Düşmanlık duygusu, bir insanın yüreğini kine ve nefrete doğru bileyledikçe, bir noktadan sonra varlık emaresi olarak kendini gösteriyor. Demem o ki, kendini tanımlamanın bir yolu oluveriyor birine düşmanlık etmek. Sonra o düşmanlık duygusu gruplara, bölüklere, ırklara dair bir duygu olmanın yolunu tuttuğunda; genellemelerin pençesinde can çekişen bir insanlık resmi çıkıyor önümüze. Amansız bir Siyonizm düşmanı olmam, beni bütün Musevilere düşman eder mi sizce? Tıbbiyede en yakın iki üç arkadaşımdan biri Museviydi. Niçin bir grup insanın yaptığı zulmün faturasını, aynı ırktan başka insanlara çıkarayım ki? ! Bu benim insanlığımdan feragat etmem manasına gelmez mi?
Milliyetçiliğin açmazı, tam olarak burada yatıyor işte. Bir insanın milli duyguları olabilir, bunda hiçbir beis yok. Hepimiz yaşadığımız toprağın şekil verdiği insanlarız, sevdiğimiz bütün alışkanlarımızı bu topraktan devraldık. Kendi adıma, standartları yüksek bir başka ülkede bir ömür yaşamayı, orada peşimi asla bırakmayacak olan yabancılık duygusuna binaen asla istemem. Beni tamamlayan şeyler; tarihin yarıklarından sızarak, kültürlerin etkileşimlerinden sentez edilip, yüzlerce yıllık bir maceranın imbiğinden geçerek damıtıldı.
Şimdi kendimde ve etrafımda sevdiğim ne varsa, bu topraklarda yaşayan ve yaşatılan bütün hikâyelerin bunda payı var.

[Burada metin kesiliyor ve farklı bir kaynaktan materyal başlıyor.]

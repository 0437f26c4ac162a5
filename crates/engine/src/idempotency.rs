//! The idempotency cache: at-most-once protection for action invocations.
//!
//! Keyed by `sha256(run_id || ":" || node_id || ":" || digest(rendered_args))`.
//! A hit short-circuits dispatch entirely — the node is marked `DONE` with
//! the cached slim result and the `ToolInvoker` is never called again.

use std::collections::HashMap;
use std::sync::Mutex;
use std::time::{Duration, Instant};

use async_trait::async_trait;
use serde_json::Value;
use sha2::{Digest, Sha256};

/// Default TTL for cached results (spec: "TTL >= 24h").
pub const DEFAULT_TTL_SECS: u64 = 24 * 60 * 60;

#[async_trait]
pub trait IdempotencyCache: Send + Sync {
    async fn get(&self, key: &str) -> Option<Value>;
    async fn put(&self, key: &str, value: Value, ttl: Duration);
}

/// Compute the node-local idempotency key for an action dispatch.
pub fn action_idem_key(run_id: &str, node_id: &str, rendered_args: &Value) -> String {
    let mut hasher = Sha256::new();
    hasher.update(run_id.as_bytes());
    hasher.update(b":");
    hasher.update(node_id.as_bytes());
    hasher.update(b":");
    hasher.update(rendered_args.to_string().as_bytes());
    format!("{:x}", hasher.finalize())
}

struct Entry {
    value: Value,
    expires_at: Instant,
}

/// A process-local, TTL-expiring idempotency cache.
#[derive(Default)]
pub struct InMemoryIdempotencyCache {
    entries: Mutex<HashMap<String, Entry>>,
}

impl InMemoryIdempotencyCache {
    pub fn new() -> Self {
        Self::default()
    }
}

#[async_trait]
impl IdempotencyCache for InMemoryIdempotencyCache {
    async fn get(&self, key: &str) -> Option<Value> {
        let mut entries = self.entries.lock().unwrap();
        match entries.get(key) {
            Some(entry) if entry.expires_at > Instant::now() => Some(entry.value.clone()),
            Some(_) => {
                entries.remove(key);
                None
            }
            None => None,
        }
    }

    async fn put(&self, key: &str, value: Value, ttl: Duration) {
        self.entries.lock().unwrap().insert(
            key.to_string(),
            Entry { value, expires_at: Instant::now() + ttl },
        );
    }
}

#[cfg(test)]
mod tests {
    use super::*;

    #[tokio::test]
    async fn hit_then_expiry() {
        let cache = InMemoryIdempotencyCache::new();
        cache.put("k", serde_json::json!({"id": "x"}), Duration::from_millis(20)).await;
        assert_eq!(cache.get("k").await, Some(serde_json::json!({"id": "x"})));

        tokio::time::sleep(Duration::from_millis(40)).await;
        assert_eq!(cache.get("k").await, None);
    }

    #[test]
    fn same_inputs_produce_same_key() {
        let k1 = action_idem_key("run1", "node1", &serde_json::json!({"a": 1}));
        let k2 = action_idem_key("run1", "node1", &serde_json::json!({"a": 1}));
        let k3 = action_idem_key("run1", "node1", &serde_json::json!({"a": 2}));
        assert_eq!(k1, k2);
        assert_ne!(k1, k3);
    }
}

Bu açıdan bakıldığında milliyetçi biri gibi gözüken ben, artık bu kelimenin anlamının sevgi cümleleri ile şerh edilmediğini dehşetle fark ederek oradan hemen uzaklaşıyorum. Milliyetçilik, yazının başında ifade ettiğim gibi, düşmanıyla kendini tanımlayan bir hal aldığına göre, düşmanlık duygusunun bina ettiği bir şerhi niçin ismimin yanına koyayım? ! Düşman edinmek için mi! ?
Kaldı ki, en sevdiklerimize yapılan saldırılar başkalarını bize düşman kılıyorken; biz bu düşmanlığı kendi benliğimize bir saldırı olarak algılamıyoruz. Biz bu saldırıyı, hakikate olan bir saldırı olarak telakki ediyoruz ki, hakikati bir ırkın üstünlüğü ile ilintilendirmek sizce ne kadar hikmetli? İnsanı doğduğu yere, kökenine bakarak etiketlemek ne kadar insani bir tavır sizce! ? Milliyetçilik, daha telaffuz edilir edilmez kendi düşmanını doğuran bir manaya boşaldığından, daha çok İngiliz siyasetinin kullanmayı pek sevdiği bir maşadır benim için. Ve her şey ve herkes, Allah’ın!